- **Exercise description**: Here is the task for the records below: repeat exactly the lines from the one with "for chunk in" to the one with "pub struct MockTts", both included, and nothing else.

BEGIN The input

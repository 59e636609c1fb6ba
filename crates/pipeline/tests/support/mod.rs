//! Scripted mock collaborators for orchestrator integration tests.

use std::collections::VecDeque;
use std::sync::atomic::{AtomicUsize, Ordering};
use std::time::Duration;

use async_trait::async_trait;
use duplex_core::{EncodingInfo, Interruption, InterruptionKind, ToolDescriptor, Turn};
use duplex_llm::{
    Capabilities, LanguageModel, LlmChunk, LlmError, LlmStream, PromptOptions,
    StreamingLanguageModel,
};
use duplex_pipeline::{
    AudioOutput, DrainingAudioOutput, InterruptionClassifier, MarkCallback, MarkingAudioOutput,
    OrchestratorError, SpeechStreamOptions, SpeechToText, TextToSpeech, TranscribeOptions,
};
use parking_lot::Mutex;
use tokio::sync::mpsc;
use tokio_stream::wrappers::UnboundedReceiverStream;
use tokio_stream::StreamExt;

/// Streaming LLM that replays scripted rounds. Each `push_round` queues one
/// response stream; the returned sender feeds it chunk by chunk, and
/// dropping the sender ends the stream. Keeping it alive keeps the turn
/// in flight, which is how tests hold a turn open mid-generation.
#[derive(Default)]
pub struct ScriptedLlm {
    rounds: Mutex<VecDeque<mpsc::UnboundedReceiver<LlmChunk>>>,
    pub requests: AtomicUsize,
    pub forced: Mutex<Vec<bool>>,
    pub prompts: Mutex<Vec<Option<String>>>,
}

impl ScriptedLlm {
    pub fn push_round(&self) -> mpsc::UnboundedSender<LlmChunk> {
        let (tx, rx) = mpsc::unbounded_channel();
        self.rounds.lock().push_back(rx);
        tx
    }

    /// Queue a round that immediately streams the given chunks and ends.
    pub fn push_finished_round(&self, chunks: Vec<LlmChunk>) {
        let tx = self.push_round();
        for chunk in chunks {
            let _ = tx.send(chunk);
        }
    }
}

impl LanguageModel for ScriptedLlm {
    fn capabilities(&self) -> Capabilities {
        Capabilities {
            streaming: true,
            tool_calls: true,
            structured_output: false,
        }
    }
}

#[async_trait]
impl StreamingLanguageModel for ScriptedLlm {
    async fn prompt_with_stream(
        &self,
        prompt: Option<&str>,
        options: PromptOptions,
    ) -> Result<LlmStream, LlmError> {
        self.requests.fetch_add(1, Ordering::SeqCst);
        self.forced.lock().push(options.forced_tools);
        self.prompts.lock().push(prompt.map(str::to_string));
        let round = self.rounds.lock().pop_front();
        match round {
            Some(rx) => Ok(Box::pin(
                UnboundedReceiverStream::new(rx).map(Ok::<_, LlmError>),
            )),
            None => Ok(Box::pin(futures::stream::empty())),
        }
    }
}

/// TTS that buffers text and, on flush, emits the buffered text back as
/// audio bytes followed by the audio-ended signal.
#[derive(Default)]
pub struct MockTts {
    options: Mutex<Option<SpeechStreamOptions>>,
    pending: Mutex<String>,
    pub sent: Mutex<Vec<String>>,
    pub clears: AtomicUsize,
    pub closed: AtomicUsize,
}

#[async_trait]
impl TextToSpeech for MockTts {
    async fn open_stream(&self, options: SpeechStreamOptions) -> Result<(), OrchestratorError> {
        *self.options.lock() = Some(options);
        Ok(())
    }

    async fn send_text(&self, text: &str) -> Result<(), OrchestratorError> {
        self.pending.lock().push_str(text);
        self.sent.lock().push(text.to_string());
        Ok(())
    }

    async fn flush_buffer(&self) -> Result<(), OrchestratorError> {
        let spoken = std::mem::take(&mut *self.pending.lock());
        let options = self.options.lock().clone();
        if let Some(options) = options {
            if !spoken.is_empty() {
                if let Some(on_audio) = &options.on_audio {
                    on_audio(spoken.as_bytes());
                }
            }
            if let Some(on_audio_ended) = &options.on_audio_ended {
                on_audio_ended(&spoken);
            }
        }
        Ok(())
    }

    async fn clear_buffer(&self) -> Result<(), OrchestratorError> {
        self.pending.lock().clear();
        self.clears.fetch_add(1, Ordering::SeqCst);
        Ok(())
    }

    async fn close(&self) -> Result<(), OrchestratorError> {
        self.closed.fetch_add(1, Ordering::SeqCst);
        Ok(())
    }
}

/// What the playback device observed, in order.
#[derive(Debug, Clone, PartialEq, Eq)]
pub enum DeviceEvent {
    Audio(Vec<u8>),
    Mark(String),
    Clear,
}

/// Modern playback device: records every event and acknowledges marks as
/// soon as they arrive.
#[derive(Default)]
pub struct MockAudioOutput {
    pub events: Mutex<Vec<DeviceEvent>>,
}

impl MockAudioOutput {
    pub fn clears(&self) -> usize {
        self.events
            .lock()
            .iter()
            .filter(|event| matches!(event, DeviceEvent::Clear))
            .count()
    }

    pub fn audio_chunks(&self) -> Vec<Vec<u8>> {
        self.events
            .lock()
            .iter()
            .filter_map(|event| match event {
                DeviceEvent::Audio(audio) => Some(audio.clone()),
                _ => None,
            })
            .collect()
    }
}

impl AudioOutput for MockAudioOutput {
    fn encoding_info(&self) -> EncodingInfo {
        EncodingInfo::new(16_000, "linear16")
    }

    fn send_audio(&self, audio: &[u8]) {
        self.events.lock().push(DeviceEvent::Audio(audio.to_vec()));
    }

    fn clear_buffer(&self) {
        self.events.lock().push(DeviceEvent::Clear);
    }
}

impl MarkingAudioOutput for MockAudioOutput {
    fn mark(&self, name: &str, on_played: MarkCallback) {
        self.events.lock().push(DeviceEvent::Mark(name.to_string()));
        on_played(name);
    }
}

/// Legacy playback device: `await_mark` resolves once playback "drains".
#[derive(Default)]
pub struct LegacyAudioOutput {
    pub events: Mutex<Vec<DeviceEvent>>,
    pub awaited: AtomicUsize,
}

impl AudioOutput for LegacyAudioOutput {
    fn encoding_info(&self) -> EncodingInfo {
        EncodingInfo::new(16_000, "linear16")
    }

    fn send_audio(&self, audio: &[u8]) {
        self.events.lock().push(DeviceEvent::Audio(audio.to_vec()));
    }

    fn clear_buffer(&self) {
        self.events.lock().push(DeviceEvent::Clear);
    }
}

#[async_trait]
impl DrainingAudioOutput for LegacyAudioOutput {
    async fn await_mark(&self) {
        self.awaited.fetch_add(1, Ordering::SeqCst);
    }
}

/// STT stub: records the callbacks it was given and the audio it received.
#[derive(Default)]
pub struct MockStt {
    pub options: Mutex<Option<TranscribeOptions>>,
    pub audio: Mutex<Vec<Vec<u8>>>,
}

impl MockStt {
    /// Drive the installed final-transcript callback, as the provider would.
    pub fn emit_final_transcript(&self, transcript: &str) {
        let options = self.options.lock().clone();
        if let Some(options) = options {
            if let Some(on_final) = &options.on_final_transcript {
                on_final(transcript);
            }
        }
    }

    pub fn audio_chunks(&self) -> usize {
        self.audio.lock().len()
    }
}

#[async_trait]
impl SpeechToText for MockStt {
    async fn transcribe(&self, options: TranscribeOptions) -> Result<(), OrchestratorError> {
        *self.options.lock() = Some(options);
        Ok(())
    }

    async fn send_audio(&self, audio: &[u8]) -> Result<(), OrchestratorError> {
        self.audio.lock().push(audio.to_vec());
        Ok(())
    }
}

/// Classifier that always answers with a fixed kind and counts invocations.
pub struct FixedClassifier {
    kind: InterruptionKind,
    pub calls: AtomicUsize,
}

impl FixedClassifier {
    pub fn new(kind: InterruptionKind) -> Self {
        Self {
            kind,
            calls: AtomicUsize::new(0),
        }
    }
}

#[async_trait]
impl InterruptionClassifier for FixedClassifier {
    async fn classify(
        &self,
        _interruption: &Interruption,
        _history: &[Turn],
        _tools: &[ToolDescriptor],
    ) -> Result<InterruptionKind, OrchestratorError> {
        self.calls.fetch_add(1, Ordering::SeqCst);
        Ok(self.kind)
    }
}

/// Poll a condition until it holds or a two-second deadline passes.
pub async fn wait_until(condition: impl Fn() -> bool) -> bool {
    let deadline = tokio::time::Instant::now() + Duration::from_secs(2);
    while tokio::time::Instant::now() < deadline {
        if condition() {
            return true;
        }
        tokio::time::sleep(Duration::from_millis(5)).await;
    }
    condition()
}

/// Convenience: an LLM round that streams one content chunk and ends.
pub fn content_round(llm: &ScriptedLlm, text: &str) {
    llm.push_finished_round(vec![LlmChunk::content(text)]);
}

END The input

- **Exercise result**:
        for chunk in chunks {
            let _ = tx.send(chunk);
        }
    }
}

impl LanguageModel for ScriptedLlm {
    fn capabilities(&self) -> Capabilities {
        Capabilities {
            streaming: true,
            tool_calls: true,
            structured_output: false,
        }
    }
}

#[async_trait]
impl StreamingLanguageModel for ScriptedLlm {
    async fn prompt_with_stream(
        &self,
        prompt: Option<&str>,
        options: PromptOptions,
    ) -> Result<LlmStream, LlmError> {
        self.requests.fetch_add(1, Ordering::SeqCst);
        self.forced.lock().push(options.forced_tools);
        self.prompts.lock().push(prompt.map(str::to_string));
        let round = self.rounds.lock().pop_front();
        match round {
            Some(rx) => Ok(Box::pin(
                UnboundedReceiverStream::new(rx).map(Ok::<_, LlmError>),
            )),
            None => Ok(Box::pin(futures::stream::empty())),
        }
    }
}

/// TTS that buffers text and, on flush, emits the buffered text back as
/// audio bytes followed by the audio-ended signal.
#[derive(Default)]
pub struct MockTts {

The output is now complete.